Upon the death of his father on 28 February 1858, Clifford succeeded as the 8th Baron Clifford of Chudleigh (and became a hereditary Count of the Holy Roman Empire) and inherited the family seat, Ugbrooke Park in Chudleigh, Devon, an estate of about 8000 acre. The house had been remodelled by Robert Adam, while the grounds were redesigned by Capability Brown in 1761. The grounds featured what were possibly the earliest plantings of the European White Elm, Ulmus laevis, in the UK.

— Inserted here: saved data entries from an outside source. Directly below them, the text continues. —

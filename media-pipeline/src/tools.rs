//! External tool runner
//!
//! Runs ffmpeg, ffprobe, MP4Box and yt-dlp. Output is captured and attached
//! to the error when the tool exits unsuccessfully. No retries happen here.
// Copyright 2025 Francisco F. Pinochet
//
// Licensed under the Apache License, Version 2.0 (the "License");
// you may not use this file except in compliance with the License.
// You may obtain a copy of the License at
//
//     http://www.apache.org/licenses/LICENSE-2.0
//
// Unless required by applicable law or agreed to in writing, software
// distributed under the License is distributed on an "AS IS" BASIS,
// WITHOUT WARRANTIES OR CONDITIONS OF ANY KIND, either express or implied.
// See the License for the specific language governing permissions and
// limitations under the License.


use async_trait::async_trait;
use std::path::Path;
use std::process::Stdio;
use std::time::Duration;
use tokio::process::Command;
use tokio_util::sync::CancellationToken;
use tracing::{debug, warn};

use crate::error::ToolError;

/// Captured output of a successful run
#[derive(Debug, Clone, Default, PartialEq, Eq)]
pub struct ToolOutput {
    pub stdout: String,
    pub stderr: String,
}

impl ToolOutput {
    pub fn combined(&self) -> String {
        match (self.stdout.is_empty(), self.stderr.is_empty()) {
            (false, false) => format!("{}\n{}", self.stdout, self.stderr),
            (false, true) => self.stdout.clone(),
            _ => self.stderr.clone(),
        }
    }
}

#[async_trait]
pub trait ToolRunner: Send + Sync {
    /// Run `program` with `args`. The child is killed if `cancel` fires.
    async fn run(
        &self,
        program: &str,
        args: &[String],
        cancel: &CancellationToken,
    ) -> Result<ToolOutput, ToolError>;
}

/// Runs tools as child processes
#[derive(Debug, Clone, Default)]
pub struct ProcessRunner {
    timeout: Option<Duration>,
}

impl ProcessRunner {
    pub fn new() -> Self {
        Self::default()
    }

    /// Kill any tool that runs longer than `timeout`
    pub fn with_timeout(timeout: Duration) -> Self {
        Self {
            timeout: Some(timeout),
        }
    }
}

#[async_trait]
impl ToolRunner for ProcessRunner {
    async fn run(
        &self,
        program: &str,
        args: &[String],
        cancel: &CancellationToken,
    ) -> Result<ToolOutput, ToolError> {
        debug!(program, args = ?args, "Running external tool");

        let child = Command::new(program)
            .args(args)
            .stdin(Stdio::null())
            .stdout(Stdio::piped())
            .stderr(Stdio::piped())
            .kill_on_drop(true)
            .spawn()
            .map_err(|source| ToolError::Spawn {
                program: program.to_string(),
                source,
            })?;

        let wait = child.wait_with_output();
        let timeout = async {
            match self.timeout {
                Some(limit) => tokio::time::sleep(limit).await,
                None => std::future::pending::<()>().await,
            }
        };

        // Dropping the wait future drops the child, which kills it
        let output = tokio::select! {
            result = wait => result.map_err(|source| ToolError::Spawn {
                program: program.to_string(),
                source,
            })?,
            _ = cancel.cancelled() => {
                warn!(program, "Tool cancelled, child killed");
                return Err(ToolError::Cancelled { program: program.to_string() });
            }
            _ = timeout => {
                warn!(program, "Tool timed out, child killed");
                return Err(ToolError::Failed {
                    program: program.to_string(),
                    status: "timeout".to_string(),
                    output: String::new(),
                });
            }
        };

        let captured = ToolOutput {
            stdout: String::from_utf8_lossy(&output.stdout).into_owned(),
            stderr: String::from_utf8_lossy(&output.stderr).into_owned(),
        };

        if !output.status.success() {
            return Err(ToolError::Failed {
                program: program.to_string(),
                status: output.status.to_string(),
                output: captured.combined(),
            });
        }

        Ok(captured)
    }
}

/// Whether `input` carries at least one audio stream, according to ffprobe
pub async fn probe_has_audio(
    runner: &dyn ToolRunner,
    ffprobe: &str,
    input: &Path,
    cancel: &CancellationToken,
) -> Result<bool, ToolError> {
    let args = crate::args![
        "-v",
        "error",
        "-select_streams",
        "a",
        "-show_entries",
        "stream=index",
        "-of",
        "csv=p=0",
        input.display(),
    ];
    let output = runner.run(ffprobe, &args, cancel).await?;
    Ok(!output.stdout.trim().is_empty())
}

/// Convenience for building argument lists from mixed string types
#[macro_export]
macro_rules! args {
    ($($arg:expr),* $(,)?) => {
        vec![$(::std::string::ToString::to_string(&$arg)),*]
    };
}

#[cfg(all(test, unix))]
mod tests {
    use super::*;

    #[tokio::test]
    async fn test_captures_output() {
        let runner = ProcessRunner::new();
        let out = runner
            .run("sh", &args!["-c", "echo hello"], &CancellationToken::new())
            .await
            .unwrap();
        assert_eq!(out.stdout.trim(), "hello");
    }

    #[tokio::test]
    async fn test_non_zero_exit_embeds_output() {
        let runner = ProcessRunner::new();
        let err = runner
            .run("sh", &args!["-c", "echo bad input >&2; exit 3"], &CancellationToken::new())
            .await
            .unwrap_err();
        match err {
            ToolError::Failed { status, output, .. } => {
                assert!(status.contains('3'));
                assert!(output.contains("bad input"));
            }
            other => panic!("unexpected error: {other}"),
        }
    }

    #[tokio::test]
    async fn test_missing_program() {
        let runner = ProcessRunner::new();
        let err = runner
            .run("definitely-not-a-real-tool", &[], &CancellationToken::new())
            .await
            .unwrap_err();
        assert!(matches!(err, ToolError::Spawn { .. }));
    }

    #[tokio::test]
    async fn test_cancellation_kills_child() {
        let runner = ProcessRunner::new();
        let cancel = CancellationToken::new();
        let trigger = cancel.clone();
        tokio::spawn(async move {
            tokio::time::sleep(Duration::from_millis(50)).await;
            trigger.cancel();
        });

        let started = std::time::Instant::now();
        let err = runner.run("sleep", &args!["10"], &cancel).await.unwrap_err();
        assert!(matches!(err, ToolError::Cancelled { .. }));
        assert!(started.elapsed() < Duration::from_secs(5));
    }

    #[tokio::test]
    async fn test_timeout() {
        let runner = ProcessRunner::with_timeout(Duration::from_millis(50));
        let err = runner
            .run("sleep", &args!["10"], &CancellationToken::new())
            .await
            .unwrap_err();
        assert!(matches!(err, ToolError::Failed { ref status, .. } if status == "timeout"));
    }
}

Lord Clifford was a Justice of the Peace for Devonshire and Somerset as well as a Deputy Lieutenant of Devonshire.

==Personal life==
On 30 September 1845, Clifford was married to Hon. Agnes Catherine Louisa Petre (1826–1891) at Thorndon Hall, the Petre family estate in Essex. Agnes was a daughter of William Petre, 11th Baron Petre and Emma Agnes Howard. Together, they were the parents of:

- Hon. Bertha Mary Agnes Clifford (b. 1848), who married Brodie Manuel de Zulueta, 3rd Count of Torre Díaz, son of Pedro José de Zulueta, 2nd Count of Torre Díaz, in 1892.
- Hon. Mary Lucy Constance Clifford (b. 1849), who became a nun.
- Lewis Henry Hugh Clifford, 9th Baron Clifford of Chudleigh (1851–1916), who served as aide-de-camp to King Edward VII in 1901; he married Mabel Anne Towneley, daughter of Lt.-Col. John Towneley, MP for Beverley, in 1890.
- Bede William Hugh Clifford (1852–1853), who died in infancy.
- Edith Teresa Mary Clifford (b. 1855), who became a nun.
- Hon. Edmund Charles Hugh Clifford (1857–1867), who died young.
- William Hugh Clifford, 10th Baron Clifford of Chudleigh (1858–1943), who married Catherine Mary Bassett, daughter of R. Bassett, in 1886. After her death, he married May Knox, a daughter of Sir Adrian Knox, Chief Justice of the High Court of Australia. After her death, he married his former housekeeper, Grace Muriel St. Clair-Munro, a daughter of W. St. Clair-Munro, in 1943.
- Hon. Cecilia Mary Clifford (1860–1919), who married Rudolph Feilding, 9th Earl of Denbigh, son of Rudolph Feilding, 8th Earl of Denbigh, in 1884.
- Hon. Walter Charles Ignatius Clifford (1862–1956), who died unmarried.
- Hon. Emma Mary Agnes Clifford (b. 1862), who married Francis Egerton Harding, son of Egerton William Harding, in 1889.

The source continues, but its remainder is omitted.